[Dataset entries]

+===+

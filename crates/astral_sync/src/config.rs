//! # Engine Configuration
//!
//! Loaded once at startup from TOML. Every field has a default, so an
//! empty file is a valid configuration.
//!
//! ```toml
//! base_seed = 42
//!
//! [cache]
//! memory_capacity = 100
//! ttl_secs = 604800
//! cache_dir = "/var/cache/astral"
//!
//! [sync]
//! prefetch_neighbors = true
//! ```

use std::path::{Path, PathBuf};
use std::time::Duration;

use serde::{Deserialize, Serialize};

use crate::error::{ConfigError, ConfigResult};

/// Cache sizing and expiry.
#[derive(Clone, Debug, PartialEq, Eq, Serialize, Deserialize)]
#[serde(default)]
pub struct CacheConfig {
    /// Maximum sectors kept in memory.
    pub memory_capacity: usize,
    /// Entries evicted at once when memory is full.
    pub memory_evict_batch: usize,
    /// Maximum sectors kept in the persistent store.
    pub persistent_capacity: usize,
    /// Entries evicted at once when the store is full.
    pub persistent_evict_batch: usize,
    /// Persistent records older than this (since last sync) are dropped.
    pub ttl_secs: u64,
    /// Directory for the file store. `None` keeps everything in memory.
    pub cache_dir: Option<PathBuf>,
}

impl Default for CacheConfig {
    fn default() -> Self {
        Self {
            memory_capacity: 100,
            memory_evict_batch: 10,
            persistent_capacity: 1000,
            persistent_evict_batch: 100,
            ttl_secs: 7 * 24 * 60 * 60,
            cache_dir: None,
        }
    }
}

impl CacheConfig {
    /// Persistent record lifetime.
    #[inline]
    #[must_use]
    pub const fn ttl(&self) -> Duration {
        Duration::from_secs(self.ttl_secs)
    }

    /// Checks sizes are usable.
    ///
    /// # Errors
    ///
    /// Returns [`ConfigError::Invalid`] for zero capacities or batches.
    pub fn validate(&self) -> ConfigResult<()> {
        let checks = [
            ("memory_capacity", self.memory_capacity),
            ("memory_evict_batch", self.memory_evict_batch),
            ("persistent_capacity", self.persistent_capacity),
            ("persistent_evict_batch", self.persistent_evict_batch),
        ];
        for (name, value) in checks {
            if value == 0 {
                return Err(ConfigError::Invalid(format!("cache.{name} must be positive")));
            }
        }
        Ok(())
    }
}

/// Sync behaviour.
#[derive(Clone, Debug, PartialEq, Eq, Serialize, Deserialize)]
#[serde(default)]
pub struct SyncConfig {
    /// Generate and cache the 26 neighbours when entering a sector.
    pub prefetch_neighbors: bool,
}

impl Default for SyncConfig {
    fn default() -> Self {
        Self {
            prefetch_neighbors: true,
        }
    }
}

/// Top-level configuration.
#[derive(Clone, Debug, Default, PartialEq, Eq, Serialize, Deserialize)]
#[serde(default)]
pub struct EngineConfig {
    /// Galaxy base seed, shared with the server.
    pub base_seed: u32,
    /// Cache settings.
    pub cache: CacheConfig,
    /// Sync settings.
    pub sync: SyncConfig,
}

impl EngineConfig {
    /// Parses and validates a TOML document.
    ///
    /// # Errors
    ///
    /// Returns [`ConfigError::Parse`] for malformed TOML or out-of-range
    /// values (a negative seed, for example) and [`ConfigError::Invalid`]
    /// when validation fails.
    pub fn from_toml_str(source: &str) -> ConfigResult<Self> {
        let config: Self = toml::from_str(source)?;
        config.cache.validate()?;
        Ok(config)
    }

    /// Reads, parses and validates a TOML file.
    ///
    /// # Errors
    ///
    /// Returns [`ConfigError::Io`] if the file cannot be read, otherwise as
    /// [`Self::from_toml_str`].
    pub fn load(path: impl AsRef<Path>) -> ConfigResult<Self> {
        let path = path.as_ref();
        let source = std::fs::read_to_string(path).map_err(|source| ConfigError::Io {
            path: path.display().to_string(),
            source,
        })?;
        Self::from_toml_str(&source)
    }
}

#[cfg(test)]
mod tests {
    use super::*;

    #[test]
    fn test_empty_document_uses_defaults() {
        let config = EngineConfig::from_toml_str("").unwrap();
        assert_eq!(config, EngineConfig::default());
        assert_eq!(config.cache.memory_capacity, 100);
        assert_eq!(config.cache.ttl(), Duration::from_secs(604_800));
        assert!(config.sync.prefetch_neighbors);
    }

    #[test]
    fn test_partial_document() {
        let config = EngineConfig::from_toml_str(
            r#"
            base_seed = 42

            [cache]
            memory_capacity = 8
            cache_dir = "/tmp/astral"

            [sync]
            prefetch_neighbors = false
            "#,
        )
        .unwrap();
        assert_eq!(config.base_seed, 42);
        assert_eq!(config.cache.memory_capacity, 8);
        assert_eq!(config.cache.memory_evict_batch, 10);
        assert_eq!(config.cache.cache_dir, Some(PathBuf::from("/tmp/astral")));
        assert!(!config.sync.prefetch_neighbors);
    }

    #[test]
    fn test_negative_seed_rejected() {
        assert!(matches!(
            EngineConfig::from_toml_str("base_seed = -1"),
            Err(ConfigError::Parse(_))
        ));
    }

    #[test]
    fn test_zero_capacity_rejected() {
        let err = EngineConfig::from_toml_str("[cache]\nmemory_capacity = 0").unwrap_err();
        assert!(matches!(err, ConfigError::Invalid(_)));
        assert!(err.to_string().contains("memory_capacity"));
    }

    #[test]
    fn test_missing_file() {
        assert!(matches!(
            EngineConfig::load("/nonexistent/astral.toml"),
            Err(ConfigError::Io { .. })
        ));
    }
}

+===+

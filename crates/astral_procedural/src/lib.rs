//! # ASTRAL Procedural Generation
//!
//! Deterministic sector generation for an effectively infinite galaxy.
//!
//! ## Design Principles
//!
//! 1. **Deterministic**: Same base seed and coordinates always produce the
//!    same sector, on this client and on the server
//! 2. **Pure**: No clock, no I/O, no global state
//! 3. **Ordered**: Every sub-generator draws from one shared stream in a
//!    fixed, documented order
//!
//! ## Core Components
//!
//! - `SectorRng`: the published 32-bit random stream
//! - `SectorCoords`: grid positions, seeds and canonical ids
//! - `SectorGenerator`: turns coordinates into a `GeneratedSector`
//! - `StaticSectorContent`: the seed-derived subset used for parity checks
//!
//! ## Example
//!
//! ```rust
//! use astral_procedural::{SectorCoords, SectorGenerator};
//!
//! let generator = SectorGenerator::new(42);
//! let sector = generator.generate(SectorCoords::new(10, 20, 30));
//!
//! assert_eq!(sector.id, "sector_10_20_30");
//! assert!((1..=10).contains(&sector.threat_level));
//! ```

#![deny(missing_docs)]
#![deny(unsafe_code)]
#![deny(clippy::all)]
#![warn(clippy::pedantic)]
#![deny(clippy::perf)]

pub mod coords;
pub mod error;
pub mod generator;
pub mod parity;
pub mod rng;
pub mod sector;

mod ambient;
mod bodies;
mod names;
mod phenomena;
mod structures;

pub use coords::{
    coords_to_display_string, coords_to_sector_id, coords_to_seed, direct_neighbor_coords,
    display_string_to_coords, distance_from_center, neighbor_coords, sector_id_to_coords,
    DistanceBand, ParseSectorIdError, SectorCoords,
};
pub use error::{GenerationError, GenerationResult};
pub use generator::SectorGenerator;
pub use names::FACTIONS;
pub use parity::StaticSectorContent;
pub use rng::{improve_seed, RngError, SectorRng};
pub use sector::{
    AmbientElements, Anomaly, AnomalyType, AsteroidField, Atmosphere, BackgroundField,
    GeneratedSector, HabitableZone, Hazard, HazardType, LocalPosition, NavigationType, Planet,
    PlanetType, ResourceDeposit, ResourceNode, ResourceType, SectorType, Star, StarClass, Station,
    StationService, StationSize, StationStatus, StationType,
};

+===+

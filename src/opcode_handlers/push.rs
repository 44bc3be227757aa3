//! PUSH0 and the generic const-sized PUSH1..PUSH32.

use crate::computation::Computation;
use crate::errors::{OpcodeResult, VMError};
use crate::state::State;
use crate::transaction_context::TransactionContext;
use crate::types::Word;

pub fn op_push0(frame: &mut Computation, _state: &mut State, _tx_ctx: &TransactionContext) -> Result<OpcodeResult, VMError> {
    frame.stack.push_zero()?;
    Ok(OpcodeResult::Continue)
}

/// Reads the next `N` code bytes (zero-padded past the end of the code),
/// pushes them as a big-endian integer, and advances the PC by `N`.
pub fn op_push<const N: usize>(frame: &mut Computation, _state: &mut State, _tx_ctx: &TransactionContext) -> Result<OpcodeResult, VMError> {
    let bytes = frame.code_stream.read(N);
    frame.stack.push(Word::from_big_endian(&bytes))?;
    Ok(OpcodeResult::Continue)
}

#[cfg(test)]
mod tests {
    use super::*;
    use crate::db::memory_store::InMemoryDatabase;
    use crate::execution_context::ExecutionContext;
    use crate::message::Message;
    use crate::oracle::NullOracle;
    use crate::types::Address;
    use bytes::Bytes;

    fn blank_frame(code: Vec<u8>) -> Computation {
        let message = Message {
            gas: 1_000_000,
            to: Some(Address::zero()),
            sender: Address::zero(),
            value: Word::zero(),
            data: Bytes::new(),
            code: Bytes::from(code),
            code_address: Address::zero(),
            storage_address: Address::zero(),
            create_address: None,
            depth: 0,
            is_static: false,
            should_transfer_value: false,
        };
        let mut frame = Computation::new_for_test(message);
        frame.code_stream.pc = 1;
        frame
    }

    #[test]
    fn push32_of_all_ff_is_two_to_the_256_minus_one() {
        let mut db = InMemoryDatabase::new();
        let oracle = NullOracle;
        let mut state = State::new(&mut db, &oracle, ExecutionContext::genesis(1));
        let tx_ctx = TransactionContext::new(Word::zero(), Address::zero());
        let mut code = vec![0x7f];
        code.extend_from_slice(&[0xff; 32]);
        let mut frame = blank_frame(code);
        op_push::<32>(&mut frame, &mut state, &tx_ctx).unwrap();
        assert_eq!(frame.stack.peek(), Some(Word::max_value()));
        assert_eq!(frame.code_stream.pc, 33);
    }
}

+===+

Your reply should consist of a single number, the count of lines in the records above that contain the string "VMError".

* Solution for this task *
3